### Given data ###

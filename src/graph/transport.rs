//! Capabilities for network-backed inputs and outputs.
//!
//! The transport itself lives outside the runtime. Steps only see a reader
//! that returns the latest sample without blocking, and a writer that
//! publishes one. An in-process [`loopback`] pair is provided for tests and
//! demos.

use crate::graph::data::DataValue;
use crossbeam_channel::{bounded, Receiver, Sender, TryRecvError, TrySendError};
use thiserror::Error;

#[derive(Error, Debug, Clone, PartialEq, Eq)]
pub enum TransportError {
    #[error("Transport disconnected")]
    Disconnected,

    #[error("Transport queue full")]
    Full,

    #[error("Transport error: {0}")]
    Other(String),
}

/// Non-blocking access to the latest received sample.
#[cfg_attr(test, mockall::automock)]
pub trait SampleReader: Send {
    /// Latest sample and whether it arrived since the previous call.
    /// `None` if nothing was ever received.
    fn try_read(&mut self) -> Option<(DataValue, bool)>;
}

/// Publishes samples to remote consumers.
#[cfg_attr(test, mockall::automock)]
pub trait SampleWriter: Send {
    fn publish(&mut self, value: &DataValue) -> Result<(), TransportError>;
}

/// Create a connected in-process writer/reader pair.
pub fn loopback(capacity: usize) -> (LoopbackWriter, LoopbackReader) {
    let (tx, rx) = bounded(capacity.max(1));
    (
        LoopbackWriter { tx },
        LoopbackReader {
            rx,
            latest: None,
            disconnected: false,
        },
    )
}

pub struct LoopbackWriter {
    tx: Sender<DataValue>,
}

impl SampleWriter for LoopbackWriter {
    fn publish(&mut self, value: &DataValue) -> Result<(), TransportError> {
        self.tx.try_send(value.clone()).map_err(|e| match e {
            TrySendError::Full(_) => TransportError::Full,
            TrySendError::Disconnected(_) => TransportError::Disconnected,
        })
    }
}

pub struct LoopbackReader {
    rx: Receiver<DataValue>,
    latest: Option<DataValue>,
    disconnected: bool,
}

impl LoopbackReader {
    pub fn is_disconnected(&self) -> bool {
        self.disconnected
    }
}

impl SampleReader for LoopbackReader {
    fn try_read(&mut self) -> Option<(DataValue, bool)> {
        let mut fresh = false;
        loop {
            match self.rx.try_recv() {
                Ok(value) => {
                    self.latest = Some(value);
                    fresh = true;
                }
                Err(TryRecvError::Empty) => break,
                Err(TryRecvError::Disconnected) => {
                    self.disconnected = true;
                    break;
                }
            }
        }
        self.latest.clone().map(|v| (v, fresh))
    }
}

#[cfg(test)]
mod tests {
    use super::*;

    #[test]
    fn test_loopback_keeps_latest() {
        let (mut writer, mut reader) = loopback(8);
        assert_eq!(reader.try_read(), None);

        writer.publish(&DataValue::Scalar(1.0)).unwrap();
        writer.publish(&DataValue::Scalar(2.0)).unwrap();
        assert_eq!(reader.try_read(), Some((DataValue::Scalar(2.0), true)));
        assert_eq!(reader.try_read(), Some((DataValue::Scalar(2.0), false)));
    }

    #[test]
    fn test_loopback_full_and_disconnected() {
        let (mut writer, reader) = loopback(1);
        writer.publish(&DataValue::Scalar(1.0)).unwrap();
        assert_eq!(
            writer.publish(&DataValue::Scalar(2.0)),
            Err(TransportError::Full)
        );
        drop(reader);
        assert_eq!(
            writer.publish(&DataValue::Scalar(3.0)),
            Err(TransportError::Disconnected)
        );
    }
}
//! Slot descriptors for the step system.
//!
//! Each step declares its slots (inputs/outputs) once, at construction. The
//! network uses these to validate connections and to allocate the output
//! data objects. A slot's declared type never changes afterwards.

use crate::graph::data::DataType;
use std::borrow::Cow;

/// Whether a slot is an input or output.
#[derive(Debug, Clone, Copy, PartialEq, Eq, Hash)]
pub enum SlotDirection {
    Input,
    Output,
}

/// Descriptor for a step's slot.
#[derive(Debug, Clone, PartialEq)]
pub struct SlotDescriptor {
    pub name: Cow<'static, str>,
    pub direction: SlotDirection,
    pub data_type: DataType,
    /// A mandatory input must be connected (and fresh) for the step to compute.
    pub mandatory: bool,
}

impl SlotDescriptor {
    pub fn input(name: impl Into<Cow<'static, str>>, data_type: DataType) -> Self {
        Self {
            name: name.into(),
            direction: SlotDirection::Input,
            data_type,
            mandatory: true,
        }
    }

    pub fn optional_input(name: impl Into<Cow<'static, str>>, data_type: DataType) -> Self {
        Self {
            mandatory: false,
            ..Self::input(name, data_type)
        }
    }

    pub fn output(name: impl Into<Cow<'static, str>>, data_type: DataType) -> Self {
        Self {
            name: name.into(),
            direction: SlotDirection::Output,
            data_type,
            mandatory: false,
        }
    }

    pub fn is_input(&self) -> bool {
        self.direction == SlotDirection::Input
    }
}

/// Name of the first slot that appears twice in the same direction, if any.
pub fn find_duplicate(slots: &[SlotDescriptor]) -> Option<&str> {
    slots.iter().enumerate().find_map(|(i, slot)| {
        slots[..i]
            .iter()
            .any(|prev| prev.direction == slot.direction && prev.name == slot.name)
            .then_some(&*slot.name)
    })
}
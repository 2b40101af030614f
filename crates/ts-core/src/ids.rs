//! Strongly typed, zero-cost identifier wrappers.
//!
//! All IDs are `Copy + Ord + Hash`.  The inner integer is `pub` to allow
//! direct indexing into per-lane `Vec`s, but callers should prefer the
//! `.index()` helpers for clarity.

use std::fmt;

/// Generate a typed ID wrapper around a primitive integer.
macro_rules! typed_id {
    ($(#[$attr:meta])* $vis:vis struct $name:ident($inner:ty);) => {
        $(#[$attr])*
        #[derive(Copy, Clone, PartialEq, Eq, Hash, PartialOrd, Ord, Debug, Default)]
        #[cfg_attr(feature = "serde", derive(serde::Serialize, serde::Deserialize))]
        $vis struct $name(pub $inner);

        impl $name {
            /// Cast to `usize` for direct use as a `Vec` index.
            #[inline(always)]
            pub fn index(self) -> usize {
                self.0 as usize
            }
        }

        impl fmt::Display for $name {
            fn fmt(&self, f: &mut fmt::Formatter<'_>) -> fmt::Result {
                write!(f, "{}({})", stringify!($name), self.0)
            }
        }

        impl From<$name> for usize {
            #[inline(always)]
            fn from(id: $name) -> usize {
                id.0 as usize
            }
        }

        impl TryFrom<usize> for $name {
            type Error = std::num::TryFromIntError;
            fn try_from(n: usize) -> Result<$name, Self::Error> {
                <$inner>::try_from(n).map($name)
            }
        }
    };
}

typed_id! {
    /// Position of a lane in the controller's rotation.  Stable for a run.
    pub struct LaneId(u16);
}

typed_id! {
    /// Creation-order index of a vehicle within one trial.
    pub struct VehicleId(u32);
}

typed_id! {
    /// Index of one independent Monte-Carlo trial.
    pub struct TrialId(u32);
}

###

■ Work instruction ■
Which of the lines above contain "DataType"? Return them all.

■ Task solution ■
use crate::graph::data::DataType;
    pub data_type: DataType,
    pub fn input(name: impl Into<Cow<'static, str>>, data_type: DataType) -> Self {
    pub fn optional_input(name: impl Into<Cow<'static, str>>, data_type: DataType) -> Self {
    pub fn output(name: impl Into<Cow<'static, str>>, data_type: DataType) -> Self {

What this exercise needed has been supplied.